This paper gives an excellent detailed description of the online reorganization utility used in IBM's DB DBMS. The data structures and algorithms are exposed with great clarity. The paper is well worth reading for the insight it affords on industrial strength software.

The motivation for the reorganization discussed in this paper is the restoration of clustering. In DB2, the clustering index is a B-tree with keys and RIDs (Record IDentifiers) in the leaves. RIDs consist of a page number and a slot number in the page. As records are inserted or deleted, as long as there is space in the page, the records remain clustered. RIDs are never changed except during reorganization. If (variable-length) records grow too big to fit the page, the data is moved to another page and the existing record in the original page becomes a pointer record which contains the RID of the overflowed data record. The pointer adds an extra disk access to record retrieval. Since there is not always room for new records and since growing records cause performance degradation due to pointers, it is periodically advisable to reorganize to regain clustering and remove forwarding pointers.

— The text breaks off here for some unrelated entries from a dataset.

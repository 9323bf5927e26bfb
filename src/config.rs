//! Client configuration.
//!
//! Defaults point at the hosted forum API. Environment variables override
//! the defaults and command-line flags override the environment.

use std::path::PathBuf;
use std::time::Duration;

use thiserror::Error;

/// Hosted topics endpoint.
pub const DEFAULT_TOPICS_URL: &str =
    "https://functions.poehali.dev/328c3058-ab64-4ab9-8b8f-877651fd3d3a";
/// Hosted comments endpoint.
pub const DEFAULT_COMMENTS_URL: &str =
    "https://functions.poehali.dev/0bc8a12a-714d-4da4-a69e-45194b563fbf";
/// Per-request timeout when nothing else is configured.
pub const DEFAULT_TIMEOUT: Duration = Duration::from_secs(10);

pub const ENV_TOPICS_URL: &str = "RPG_FORUM_TOPICS_URL";
pub const ENV_COMMENTS_URL: &str = "RPG_FORUM_COMMENTS_URL";
pub const ENV_TIMEOUT_SECS: &str = "RPG_FORUM_TIMEOUT_SECS";
pub const ENV_LOG_FILE: &str = "RPG_FORUM_LOG_FILE";

/// Errors raised while reading configuration from the environment.
#[derive(Debug, Clone, PartialEq, Eq, Error)]
pub enum ConfigError {
    #[error("{var} must be a positive number of seconds, got '{value}'")]
    InvalidTimeout { var: &'static str, value: String },

    #[error("{var} must be an http(s) URL, got '{value}'")]
    InvalidUrl { var: &'static str, value: String },
}

/// Configuration for the forum client.
///
/// # Example
///
/// ```ignore
/// use rpg_forum::config::ForumConfig;
///
/// let config = ForumConfig::default()
///     .with_topics_url("http://localhost:8080/topics")
///     .with_timeout(std::time::Duration::from_secs(3));
/// ```
#[derive(Debug, Clone, PartialEq, Eq)]
pub struct ForumConfig {
    /// Topics endpoint (list, create, delete)
    pub topics_url: String,
    /// Comments endpoint (list by topic, create, delete)
    pub comments_url: String,
    /// Upper bound for a single request attempt
    pub timeout: Duration,
    /// Extra attempts after a retryable network failure
    pub max_retries: u32,
    /// Where tracing output goes; `None` picks the data-directory default
    pub log_file: Option<PathBuf>,
}

impl Default for ForumConfig {
    fn default() -> Self {
        Self {
            topics_url: DEFAULT_TOPICS_URL.to_string(),
            comments_url: DEFAULT_COMMENTS_URL.to_string(),
            timeout: DEFAULT_TIMEOUT,
            max_retries: 1,
            log_file: None,
        }
    }
}

impl ForumConfig {
    pub fn new() -> Self {
        Self::default()
    }

    pub fn with_topics_url(mut self, url: impl Into<String>) -> Self {
        self.topics_url = url.into();
        self
    }

    pub fn with_comments_url(mut self, url: impl Into<String>) -> Self {
        self.comments_url = url.into();
        self
    }

    pub fn with_timeout(mut self, timeout: Duration) -> Self {
        self.timeout = timeout;
        self
    }

    pub fn with_max_retries(mut self, retries: u32) -> Self {
        self.max_retries = retries;
        self
    }

    pub fn with_log_file(mut self, path: impl Into<PathBuf>) -> Self {
        self.log_file = Some(path.into());
        self
    }

    /// Create config from the `RPG_FORUM_*` environment variables.
    pub fn from_env() -> Result<Self, ConfigError> {
        Self::from_env_with(|key| std::env::var(key).ok())
    }

    /// Same as [`from_env`](Self::from_env) with an injectable lookup.
    pub fn from_env_with<F>(lookup: F) -> Result<Self, ConfigError>
    where
        F: Fn(&str) -> Option<String>,
    {
        let mut config = Self::default();
        let read = |key: &str| lookup(key).filter(|v| !v.trim().is_empty());

        if let Some(url) = read(ENV_TOPICS_URL) {
            config.topics_url = parse_url(ENV_TOPICS_URL, &url)?;
        }
        if let Some(url) = read(ENV_COMMENTS_URL) {
            config.comments_url = parse_url(ENV_COMMENTS_URL, &url)?;
        }
        if let Some(secs) = read(ENV_TIMEOUT_SECS) {
            config.timeout = parse_timeout(ENV_TIMEOUT_SECS, &secs)?;
        }
        if let Some(path) = read(ENV_LOG_FILE) {
            config.log_file = Some(PathBuf::from(path));
        }
        Ok(config)
    }
}

/// Accept only absolute http(s) URLs.
pub fn parse_url(var: &'static str, value: &str) -> Result<String, ConfigError> {
    let value = value.trim();
    if value.starts_with("http://") || value.starts_with("https://") {
        Ok(value.to_string())
    } else {
        Err(ConfigError::InvalidUrl {
            var,
            value: value.to_string(),
        })
    }
}

/// Parse a positive whole number of seconds.
pub fn parse_timeout(var: &'static str, value: &str) -> Result<Duration, ConfigError> {
    match value.trim().parse::<u64>() {
        Ok(secs) if secs > 0 => Ok(Duration::from_secs(secs)),
        _ => Err(ConfigError::InvalidTimeout {
            var,
            value: value.to_string(),
        }),
    }
}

The basic method, very nicely explained in this paper, is to copy the data, sort the copy, bring the copy up to date by applying log records and finally switch to the new copy. It is the abundance of detail that makes the paper interesting reading. One complication that arises in this algorithm is the difficulty in finding the data records in the new copy when you want to apply log records. The log records only have the old RID in them. The reorganization process maintains a temporary table called a mapping table that maps between the old and new RIDs. The bulk of this paper explains the interaction between the mapping table and the processing of the log records. First, the log is scanned to translate the RIDs. A set of "prefixes" is made with the old RID, the new RID from the table (or an estimated new RID in the case of insertion) and the log sequence number of the log record. Then the prefixes are sorted by new RID, so the updates can be made in order of the new RID and so that all the updates for one given record are consecutive in the prefix list. Finally, the actual insertions, updates and deletes are applied to the new copy of the table. Details of each sub-case (insert, delete, or update and pointer or data record) are included. One lesson here is that not having unique primary keys for data records and not having these primary keys in the log record makes reorganization more difficult. Some other systems which use the same basic method have primary keys in log records (e.g. Tandem [2], Clustra [3]).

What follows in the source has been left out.